Low level analysis looks at moving bytes, modifying memory,
and very basic activities like sorting or complex math (integer,
floating point, array...).
High level analysis looks at things like how fast the system
boots, how fast a specific program like Mathematica or Word
runs, or how fast the Browser moves.
I think that the Bytemark is the better low level benchmark.
It seems to test more generic system activities like sorting
& bit twidling.
The SPEC benchmark seems more complex than the Bytemark and
I don't trust it as much because it seems so tied to the compliler
and algorithms. If I were on the Wintel side I'd dedicate substatial
resources to make sure that compilers would be optimised to
deliver maximum performance for these obscure problems. I'd
bet that the Weather Service doesn't use the same compiler &
hardware that this benchmark is run on. How many home users
would use this weather simulation? This specifice test, sexy
as it sounds, is irrelevant. I bet that given enough money any
of the tested platforms could be optimized to score highest.
A bad compliler & algorithm could kill even the best hardware.
It's like comparing cars: tell me the horsepower, the torque,
the type of suspention, not how fast driver X could drive it
through his favorite country road. I think the Bytemark is the
more accurate test of a systems raw potential.
Hi, I would just like you to know that I believe the BYTEmark
tests are more accurate than the SPEC tests. I own a 333 G3 and
compared it to a Hewlett Packard 333 Pentium MMX and there is
simply no comparison. It is literally like comparing night and
day. Everything from opening windows to performing complex tasks
in Photoshop are faster. Anyone who thinks that Wintel boxes are
faster, or that there is no noticable difference, should sit down
behind a new G3 and do some work. Not just scroll Word documents
or open windows, but acually do some "real" work. I
think that they would find that the G3 processor is far better
than anything Intel is producing, whether it's a PII or MMX.
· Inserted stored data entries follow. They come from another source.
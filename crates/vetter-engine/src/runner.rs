//! The rule scheduler.
//!
//! A run normalizes the spec, drives each field's rule chain, and hands the
//! settled errors to the aggregator. All stop state lives in a [`RunContext`]
//! created for that run alone, so concurrent runs on one [`Validator`] never
//! see each other's `last` / `lastAll` decisions.
//!
//! # Scheduling
//!
//! Within a field, each rule is awaited before the next one starts, so a
//! failing `last` rule reliably stops the rest of its field. Across fields the
//! [`Schedule`] decides: `Sequential` walks fields in spec order, `Interleaved`
//! advances all field chains together on the calling task. A rule that was
//! already running when another field stopped the run still completes, but
//! its result is dropped.

use std::sync::Arc;
use std::sync::atomic::{AtomicBool, Ordering};

use futures::future::try_join_all;
use serde_json::Value;
use tracing::Instrument;
use vetter_types::Outcome;

use crate::aggregate::{Aggregator, Settled};
use crate::config::{EngineConfig, Schedule};
use crate::error::EngineError;
use crate::flow::RuleFlow;
use crate::payload::settle;
use crate::predicate::{Predicate, PredicateRegistry};
use crate::rule::{FieldRules, RuleSpec, normalize_spec};
use crate::trace::{SkipReason, TraceLogger, Tracer};

/// Transient state of one run.
#[derive(Debug, Default)]
struct RunContext {
    stopped: AtomicBool,
}

impl RunContext {
    fn is_stopped(&self) -> bool {
        self.stopped.load(Ordering::Acquire)
    }

    fn stop(&self) {
        self.stopped.store(true, Ordering::Release);
    }
}

/// A runnable rule and its position in the overall schedule.
struct PlannedRule {
    order: usize,
    predicate: Arc<dyn Predicate>,
    spec: RuleSpec,
}

/// The runnable rules of one field.
struct FieldChain {
    field: String,
    rules: Vec<PlannedRule>,
}

/// Runs validation specs against data records.
///
/// A `Validator` holds no per-run state and can be shared across tasks.
#[derive(Clone)]
pub struct Validator {
    registry: Arc<PredicateRegistry>,
    config: EngineConfig,
    logger: Option<Arc<dyn TraceLogger>>,
}

impl Validator {
    /// Create a validator resolving predicate names through `registry`.
    pub fn new(registry: impl Into<Arc<PredicateRegistry>>) -> Self {
        Self {
            registry: registry.into(),
            config: EngineConfig::default(),
            logger: None,
        }
    }

    pub fn with_config(mut self, config: EngineConfig) -> Self {
        self.config = config;
        self
    }

    /// Send formatted trace lines to `logger`.
    pub fn with_logger(mut self, logger: Arc<dyn TraceLogger>) -> Self {
        self.logger = Some(logger);
        self
    }

    pub fn config(&self) -> &EngineConfig {
        &self.config
    }

    pub fn registry(&self) -> &PredicateRegistry {
        &self.registry
    }

    /// Validate `record` against `spec`.
    ///
    /// Failing rules are reported through [`Outcome::Rejected`]; `Err` means a
    /// predicate itself failed and the run was abandoned.
    pub async fn run(&self, spec: &Value, record: &Value) -> Result<Outcome, EngineError> {
        let tracer = Tracer::new(self.logger.clone(), self.config.redact_values);
        let Some(fields) = normalize_spec(spec, &self.registry) else {
            tracing::info!("no validations configured");
            return Ok(Outcome::no_validations());
        };

        let chains = plan(fields, &tracer);
        let rule_count: usize = chains.iter().map(|c| c.rules.len()).sum();
        let span = tracing::debug_span!(
            "validation_run",
            fields = chains.len(),
            rules = rule_count,
            schedule = %self.config.schedule
        );

        let run = RunContext::default();
        let settled = self
            .drive(&chains, record, &run, &tracer)
            .instrument(span)
            .await?;

        let mut aggregator = Aggregator::new();
        aggregator.extend(settled);
        let outcome = aggregator.finish();
        tracing::debug!(
            passed = outcome.is_passed(),
            stopped = run.is_stopped(),
            "validation run finished"
        );
        Ok(outcome)
    }

    async fn drive(
        &self,
        chains: &[FieldChain],
        record: &Value,
        run: &RunContext,
        tracer: &Tracer,
    ) -> Result<Vec<Settled>, EngineError> {
        match self.config.schedule {
            Schedule::Sequential => {
                let mut settled = Vec::new();
                for chain in chains {
                    settled.extend(run_chain(chain, record, run, tracer).await?);
                }
                Ok(settled)
            }
            Schedule::Interleaved => {
                let per_field = try_join_all(
                    chains
                        .iter()
                        .map(|chain| run_chain(chain, record, run, tracer)),
                )
                .await?;
                Ok(per_field.into_iter().flatten().collect())
            }
        }
    }
}

impl std::fmt::Debug for Validator {
    fn fmt(&self, f: &mut std::fmt::Formatter<'_>) -> std::fmt::Result {
        f.debug_struct("Validator")
            .field("registry", &self.registry)
            .field("config", &self.config)
            .field("logger", &self.logger.is_some())
            .finish()
    }
}

/// Validate `record` against `spec` with a one-off [`Validator`].
pub async fn run_validations(
    spec: &Value,
    record: &Value,
    registry: impl Into<Arc<PredicateRegistry>>,
    logger: Option<Arc<dyn TraceLogger>>,
) -> Result<Outcome, EngineError> {
    let mut validator = Validator::new(registry);
    if let Some(logger) = logger {
        validator = validator.with_logger(logger);
    }
    validator.run(spec, record).await
}

/// Number every rule in spec order and drop the inert ones.
fn plan(fields: Vec<FieldRules>, tracer: &Tracer) -> Vec<FieldChain> {
    let mut order = 0;
    fields
        .into_iter()
        .map(|FieldRules { field, rules }| {
            let rules = rules
                .into_iter()
                .filter_map(|spec| {
                    let Some(predicate) = spec.predicate.clone() else {
                        tracer.invalid(&spec);
                        return None;
                    };
                    order += 1;
                    Some(PlannedRule {
                        order,
                        predicate,
                        spec,
                    })
                })
                .collect();
            FieldChain { field, rules }
        })
        .collect()
}

/// Run one field's rules in order.
async fn run_chain(
    chain: &FieldChain,
    record: &Value,
    run: &RunContext,
    tracer: &Tracer,
) -> Result<Vec<Settled>, EngineError> {
    let mut settled = Vec::new();
    let mut field_stopped = false;

    for rule in &chain.rules {
        if run.is_stopped() {
            tracer.skipped(&rule.spec, SkipReason::Run);
            continue;
        }
        if field_stopped {
            tracer.skipped(&rule.spec, SkipReason::Field);
            continue;
        }

        let flow = run_rule(rule, record, tracer).await?;

        // Another field may have stopped the run while this rule was pending.
        if run.is_stopped() {
            tracer.skipped(&rule.spec, SkipReason::Discarded);
            continue;
        }

        match &flow {
            RuleFlow::Normal(_) => {}
            RuleFlow::FieldStop(_) => {
                tracing::debug!(field = %chain.field, "field stopped");
                field_stopped = true;
            }
            RuleFlow::RunStop(_) => {
                tracing::debug!(field = %chain.field, "run stopped");
                run.stop();
            }
        }
        if let Some(error) = flow.into_error() {
            settled.push(Settled {
                order: rule.order,
                error,
            });
        }
    }

    Ok(settled)
}

/// Invoke a rule's predicate and settle the result.
async fn run_rule(rule: &PlannedRule, record: &Value, tracer: &Tracer) -> Result<RuleFlow, EngineError> {
    let spec = &rule.spec;
    let value = spec.input_value(record);
    let siblings = spec.include_sibling_data.then_some(record);

    tracer.start(spec, &value, siblings);
    let result = rule
        .predicate
        .check(&value, siblings)
        .await
        .map_err(|source| EngineError::Predicate {
            field: spec.field.clone(),
            predicate: rule.predicate.name().to_string(),
            source,
        })?;

    let flow = settle(spec, &result, record);
    tracer.result(spec, &result, flow.is_passed());
    Ok(flow)
}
.....from my real-life experience I can tell that the Pentium
MMX 200 (64 MB RAM) I use everyday on Win98 is really a dead snail
compared to the 604e 200 MHz (128 MB RAM) on OS 8.5 I use as well
every day. In some cases even Virtual PC on this Mac is faster
than the real Pentium on Windows (Director projectors play faster
on VPC). And since this is a real life comparison between 604e
and a Pentium MMX I guess that it won't be that different when
comparing the next generation processors on both platforms: a
750 with a Pentium II. Actually, I do believe that the performance
increase from 604e to 750 (maybe except for the FPU which seems
to be performing almost equally on 604e and 750) is greater than
from Pentium MMX to Pentium II.
I don't completely trust either test, but I am more skeptical
about the SPECMark bench.
The reason for my skeptisizm of the SPECMark suite is the fact
that it is easy for INTEL to write a compiler which is optimized
for this test suite. Intel has done this.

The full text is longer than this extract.